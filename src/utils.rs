//! Miscellaneous helper utilities.
use std::path::Path;
use std::time::{SystemTime, UNIX_EPOCH};

use base64::Engine;
use rsa::rand_core::{OsRng, RngCore};

use crate::error::{Error, Result};

/// Current UNIX time in seconds.
#[must_use]
pub fn unix_now() -> i64 {
    SystemTime::now()
        .duration_since(UNIX_EPOCH)
        .map(|d| d.as_secs() as i64)
        .unwrap_or_default()
}

/// Standard (padded) base64 encoding.
#[must_use]
pub fn b64_encode(data: impl AsRef<[u8]>) -> String {
    base64::engine::general_purpose::STANDARD.encode(data)
}

/// Standard (padded) base64 decoding.
pub fn b64_decode(data: impl AsRef<[u8]>) -> Result<Vec<u8>> {
    Ok(base64::engine::general_purpose::STANDARD.decode(data)?)
}

/// Decode a JWK `k` value: URL-safe base64 whose padding may be stripped.
///
/// Padding is restored by hand (`len % 4` of 2 gets `==`, 3 gets `=`) since
/// the padded URL-safe engine rejects unpadded input. A remainder of 1 can
/// never be valid base64.
pub fn decode_jwk_key(k: &str) -> Result<Vec<u8>> {
    let mut padded = k.trim().to_string();
    match padded.len() % 4 {
        0 => {}
        2 => padded.push_str("=="),
        3 => padded.push('='),
        _ => {
            return Err(Error::HandshakeFailed(format!(
                "Invalid JWK key length {}",
                k.len()
            )))
        }
    }
    Ok(base64::engine::general_purpose::URL_SAFE.decode(padded)?)
}

/// Fill a fixed-size array from the OS CSPRNG.
#[must_use]
pub fn random_bytes<const N: usize>() -> [u8; N] {
    let mut buf = [0u8; N];
    OsRng.fill_bytes(&mut buf);
    buf
}

/// Fresh 52-bit random message id.
#[must_use]
pub fn random_message_id() -> u64 {
    OsRng.next_u64() & ((1u64 << 52) - 1)
}

/// Ensure a file path's parent directory exists.
pub fn ensure_parent_dir(path: &Path) -> std::io::Result<()> {
    if let Some(parent) = path.parent() {
        std::fs::create_dir_all(parent)?;
    }
    Ok(())
}
impl MediaDrm for FakeDrm {
    fn open_session(&mut self, system_id: Uuid, cipher: &str, mac: &str) -> Result<Vec<u8>> {
        let mut state = self.state.lock();
        if state.fail_open {
            return Err(Error::Other("ERROR_DRM_NOT_PROVISIONED".into()));
        }
        assert_eq!(system_id, WIDEVINE_UUID);
        assert_eq!(cipher, "AES/CBC/NoPadding");
        assert_eq!(mac, "HmacSHA256");
        state.next_id += 1;
        let id = vec![0xd0, state.next_id];
        state.sessions.insert(id.clone(), None);
        Ok(id)
    }

    fn close_session(&mut self, session_id: &[u8]) {
        self.state.lock().sessions.remove(session_id);
    }

    fn get_key_request(&mut self, session_id: &[u8], init_data: &[u8], mime_type: &str) -> Result<Vec<u8>> {
        assert_eq!(mime_type, "application/xml");
        if !self.state.lock().sessions.contains_key(session_id) {
            return Err(Error::Other("unknown DRM session".into()));
        }
        let mut request = b"KEYREQ".to_vec();
        request.extend_from_slice(init_data);
        Ok(request)
    }

    fn provide_key_response(&mut self, session_id: &[u8], response: &[u8]) -> Result<Vec<u8>> {
        if response.len() != 48 {
            return Err(Error::Other("malformed key response".into()));
        }
        let mut state = self.state.lock();
        if !state.sessions.contains_key(session_id) {
            return Err(Error::Other("unknown DRM session".into()));
        }
        let mut enc = [0u8; 16];
        enc.copy_from_slice(&response[..16]);
        let mut hmac = [0u8; 32];
        hmac.copy_from_slice(&response[16..]);
        state.next_id += 1;
        let key_set_id = vec![0xe0, state.next_id];
        state.key_sets.insert(key_set_id.clone(), (enc, hmac));
        state.sessions.insert(session_id.to_vec(), Some(key_set_id.clone()));
        Ok(key_set_id)
    }

    fn restore_keys(&mut self, session_id: &[u8], key_set_id: &[u8]) -> Result<()> {
        let mut state = self.state.lock();
        if !state.key_sets.contains_key(key_set_id) {
            return Err(Error::Other("unknown key set".into()));
        }
        match state.sessions.get_mut(session_id) {
            Some(slot) => {
                *slot = Some(key_set_id.to_vec());
                Ok(())
            }
            None => Err(Error::Other("unknown DRM session".into())),
        }
    }

    fn encrypt(&mut self, session_id: &[u8], key_id: &[u8], input: &[u8], iv: &[u8]) -> Result<Vec<u8>> {
        check_key_id(key_id, FAKE_ENCRYPTION_KEY_ID)?;
        let (enc, _) = self.state.lock().session_keys(session_id)?;
        if input.len() % 16 != 0 {
            return Err(Error::Other("input is not block aligned".into()));
        }
        Ok(cbc::Encryptor::<Aes128>::new_from_slices(&enc, iv)
            .map_err(|e| Error::Other(e.to_string()))?
            .encrypt_padded_vec_mut::<NoPadding>(input))
    }

    fn decrypt(&mut self, session_id: &[u8], key_id: &[u8], input: &[u8], iv: &[u8]) -> Result<Vec<u8>> {
        check_key_id(key_id, FAKE_ENCRYPTION_KEY_ID)?;
        let (enc, _) = self.state.lock().session_keys(session_id)?;
        cbc::Decryptor::<Aes128>::new_from_slices(&enc, iv)
            .map_err(|e| Error::Other(e.to_string()))?
            .decrypt_padded_vec_mut::<NoPadding>(input)
            .map_err(|e| Error::Other(e.to_string()))
    }

    fn sign(&mut self, session_id: &[u8], key_id: &[u8], message: &[u8]) -> Result<Vec<u8>> {
        check_key_id(key_id, FAKE_HMAC_KEY_ID)?;
        let (_, hmac) = self.state.lock().session_keys(session_id)?;
        Ok(hmac_sha256(&hmac, message))
    }

    fn verify(&mut self, session_id: &[u8], key_id: &[u8], message: &[u8], signature: &[u8]) -> Result<bool> {
        check_key_id(key_id, FAKE_HMAC_KEY_ID)?;
        let (_, hmac) = self.state.lock().session_keys(session_id)?;
        Ok(hmac_sha256_verify(&hmac, message, signature))
    }
}

fn widevine_keydata(drm: &FakeDrm) -> Value {
    let (enc, hmac) = drm.server_keys();
    let mut cdm_response = enc.to_vec();
    cdm_response.extend_from_slice(&hmac);
    json!({
        "cdmkeyresponse": b64_encode(cdm_response),
        "encryptionkeyid": b64_encode(drm.encryption_key_id()),
        "hmackeyid": b64_encode(drm.hmac_key_id()),
    })
}

/// Server key response for the fake DRM.
pub fn widevine_key_response(drm: &FakeDrm, master_token: MasterToken) -> KeyResponseData {
    KeyResponseData {
        scheme: "WIDEVINE".to_string(),
        keydata: widevine_keydata(drm),
        mastertoken: master_token,
    }
}

/// One request seen by [`MockMsl`].
#[derive(Debug, Clone)]
pub struct Exchange {
    pub url: String,
    pub handshake: bool,
    /// Decrypted header data.
    pub header: Value,
    /// Encryption envelope of the header (authenticated requests only).
    pub envelope: Option<Value>,
    /// Decoded business JSON (authenticated requests only).
    pub body: Option<Value>,
}

struct MockState {
    drm: Option<FakeDrm>,
    keys: Option<([u8; 16], [u8; 32])>,
    client_key: Option<RsaPublicKey>,
    sequence: u64,
    token_lifetime: i64,
    handshakes: usize,
    exchanges: Vec<Exchange>,
    tamper_next: bool,
    errordata_next: Option<i64>,
    status_next: Option<u16>,
    issue_user_id_token: bool,
    renew_next: bool,
    manifest: Value,
    delay: Duration,
}

/// In-process MSL server implementing [`Transport`]. Clones share state.
#[derive(Clone)]
pub struct MockMsl {
    state: Arc<Mutex<MockState>>,
}

impl MockMsl {
    /// Server for software clients.
    pub fn new() -> Self {
        Self {
            state: Arc::new(Mutex::new(MockState {
                drm: None,
                keys: None,
                client_key: None,
                sequence: 0,
                token_lifetime: 2 * 86_400,
                handshakes: 0,
                exchanges: Vec::new(),
                tamper_next: false,
                errordata_next: None,
                status_next: None,
                issue_user_id_token: true,
                renew_next: false,
                manifest: sample_manifest(),
                delay: Duration::from_millis(5),
            })),
        }
    }

    /// Server for clients on the fake hardware DRM.
    pub fn with_drm(drm: FakeDrm) -> Self {
        let mock = Self::new();
        mock.state.lock().drm = Some(drm);
        mock
    }

    pub fn set_token_lifetime(&self, secs: i64) {
        self.state.lock().token_lifetime = secs;
    }

    pub fn set_delay(&self, delay: Duration) {
        self.state.lock().delay = delay;
    }

    /// Flip one ciphertext bit in the next response.
    pub fn tamper_next_response(&self) {
        self.state.lock().tamper_next = true;
    }

    /// Answer the next authenticated request with an MSL error.
    pub fn fail_next_with(&self, errorcode: i64) {
        self.state.lock().errordata_next = Some(errorcode);
    }

    pub fn fail_next_with_status(&self, status: u16) {
        self.state.lock().status_next = Some(status);
    }

    /// Attach a server-side key renewal to the next response.
    pub fn renew_next(&self) {
        self.state.lock().renew_next = true;
    }

    pub fn handshakes(&self) -> usize {
        self.state.lock().handshakes
    }

    pub fn exchanges(&self) -> Vec<Exchange> {
        self.state.lock().exchanges.clone()
    }

    fn handle(&self, url: &str, body: &str) -> Result<HttpResponse> {
        let segments = split_chunks(body)?;
        let header: WireHeader = serde_json::from_str(segments[0])?;
        let mut state = self.state.lock();
        if let Some(status) = state.status_next.take() {
            return Ok(HttpResponse {
                status,
                body: b"Service Unavailable".to_vec(),
            });
        }
        if header.entityauthdata.is_some() {
            handshake(&mut state, url, &header)
        } else {
            let payloads = segments[1..]
                .iter()
                .map(|s| serde_json::from_str(s))
                .collect::<std::result::Result<Vec<WirePayload>, _>>()?;
            exchange(&mut state, url, &header, &payloads)
        }
    }
}

fn ok(body: String) -> Result<HttpResponse> {
    Ok(HttpResponse {
        status: 200,
        body: body.into_bytes(),
    })
}

fn issue_token(state: &MockState) -> MasterToken {
    master_token(state.sequence, state.token_lifetime)
}

fn server_keydata(state: &mut MockState, request: &KeyRequestData) -> Result<(String, Value)> {
    match request {
        KeyRequestData::AsymmetricWrapped { publickey, .. } => {
            let public = RsaPublicKey::from_public_key_der(&b64_decode(publickey)?)
                .map_err(|e| Error::Other(e.to_string()))?;
            let enc: [u8; 16] = random_bytes();
            let hmac: [u8; 32] = random_bytes();
            state.keys = Some((enc, hmac));
            let keydata = json!({
                "encryptionkey": wrap_jwk(&public, &enc),
                "hmackey": wrap_jwk(&public, &hmac),
                "keypairid": "superKeyPair",
            });
            state.client_key = Some(public);
            Ok((
                "ASYMMETRIC_WRAPPED".to_string(),
                keydata,
            ))
        }
        KeyRequestData::Widevine { keyrequest } => {
            let drm = state
                .drm
                .clone()
                .ok_or_else(|| Error::Other("server has no DRM".into()))?;
            assert_eq!(b64_decode(keyrequest)?, drm.expected_key_request());
            state.keys = Some(drm.server_keys());
            Ok(("WIDEVINE".to_string(), widevine_keydata(&drm)))
        }
    }
}

fn handshake(state: &mut MockState, url: &str, header: &WireHeader) -> Result<HttpResponse> {
    let headerdata = b64_decode(header.headerdata.as_deref().unwrap_or_default())?;
    let data: HeaderData = serde_json::from_slice(&headerdata)?;
    let request = data
        .keyrequestdata
        .as_ref()
        .and_then(|r| r.first())
        .ok_or_else(|| Error::Other("handshake without keyrequestdata".into()))?;

    let (scheme, keydata) = server_keydata(state, request)?;
    state.sequence += 1;
    state.handshakes += 1;
    state.exchanges.push(Exchange {
        url: url.to_string(),
        handshake: true,
        header: serde_json::to_value(&data)?,
        envelope: None,
        body: None,
    });

    let response_header = json!({
        "sender": "Netflix",
        "messageid": data.messageid,
        "keyresponsedata": {
            "scheme": scheme,
            "keydata": keydata,
            "mastertoken": issue_token(state),
        },
    });
    ok(json!({
        "headerdata": b64_encode(response_header.to_string()),
        "signature": "",
    })
    .to_string())
}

··········

### What this task involves:
The answer must be every line of the records that contains the word "only".

### Output of the exercise:
    /// Encryption envelope of the header (authenticated requests only).
    /// Decoded business JSON (authenticated requests only).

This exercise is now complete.